(Records for this task)
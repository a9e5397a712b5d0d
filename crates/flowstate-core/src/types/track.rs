//! Track type representing a single playable file.

use std::path::{Path, PathBuf};

use serde::{Deserialize, Serialize};

/// A reference to a local audio file plus whatever tags the library supplied.
#[derive(Debug, Clone, Serialize, Deserialize, PartialEq)]
pub struct Track {
    /// Path of the audio file.
    pub path: PathBuf,
    /// Track title.
    pub title: String,
    /// Artist name, if tagged.
    pub artist: Option<String>,
    /// Album name, if tagged.
    pub album: Option<String>,
    /// Duration in seconds, if already probed.
    pub duration_secs: Option<f64>,
    /// Library identifier, if the track came from the library database.
    pub library_id: Option<i64>,
}

impl Track {
    /// Create a track from a path, titled after the file stem.
    pub fn from_path(path: impl Into<PathBuf>) -> Self {
        let path = path.into();
        let title = path
            .file_stem()
            .map_or_else(|| path.display().to_string(), |s| s.to_string_lossy().into_owned());
        Self {
            path,
            title,
            artist: None,
            album: None,
            duration_secs: None,
            library_id: None,
        }
    }

    #[must_use]
    pub fn with_title(mut self, title: impl Into<String>) -> Self {
        self.title = title.into();
        self
    }

    #[must_use]
    pub fn with_artist(mut self, artist: impl Into<String>) -> Self {
        self.artist = Some(artist.into());
        self
    }

    #[must_use]
    pub const fn with_library_id(mut self, id: i64) -> Self {
        self.library_id = Some(id);
        self
    }

    pub fn path(&self) -> &Path {
        &self.path
    }

    /// Get the primary artist name.
    pub fn artist_name(&self) -> &str {
        self.artist.as_deref().unwrap_or("Unknown")
    }

    /// "Artist - Title" for status lines.
    pub fn display_name(&self) -> String {
        match &self.artist {
            Some(artist) => format!("{artist} - {}", self.title),
            None => self.title.clone(),
        }
    }
}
(End Records for this task)
» Your assignment: Output the full set of entries exactly as they were given.

» Solution to this problem:
repository a9e5397a712b5d0d
filename crates/flowstate-core/src/types/track.rs
//! Track type representing a single playable file.

use std::path::{Path, PathBuf};

use serde::{Deserialize, Serialize};

/// A reference to a local audio file plus whatever tags the library supplied.
#[derive(Debug, Clone, Serialize, Deserialize, PartialEq)]
pub struct Track {
    /// Path of the audio file.
    pub path: PathBuf,
    /// Track title.
    pub title: String,
    /// Artist name, if tagged.
    pub artist: Option<String>,
    /// Album name, if tagged.
    pub album: Option<String>,
    /// Duration in seconds, if already probed.
    pub duration_secs: Option<f64>,
    /// Library identifier, if the track came from the library database.
    pub library_id: Option<i64>,
}

impl Track {
    /// Create a track from a path, titled after the file stem.
    pub fn from_path(path: impl Into<PathBuf>) -> Self {
        let path = path.into();
        let title = path
            .file_stem()
            .map_or_else(|| path.display().to_string(), |s| s.to_string_lossy().into_owned());
        Self {
            path,
            title,
            artist: None,
            album: None,
            duration_secs: None,
            library_id: None,
        }
    }

    #[must_use]
    pub fn with_title(mut self, title: impl Into<String>) -> Self {
        self.title = title.into();
        self
    }

    #[must_use]
    pub fn with_artist(mut self, artist: impl Into<String>) -> Self {
        self.artist = Some(artist.into());
        self
    }

    #[must_use]
    pub const fn with_library_id(mut self, id: i64) -> Self {
        self.library_id = Some(id);
        self
    }

    pub fn path(&self) -> &Path {
        &self.path
    }

    /// Get the primary artist name.
    pub fn artist_name(&self) -> &str {
        self.artist.as_deref().unwrap_or("Unknown")
    }

    /// "Artist - Title" for status lines.
    pub fn display_name(&self) -> String {
        match &self.artist {
            Some(artist) => format!("{artist} - {}", self.title),
            None => self.title.clone(),
        }
    }
}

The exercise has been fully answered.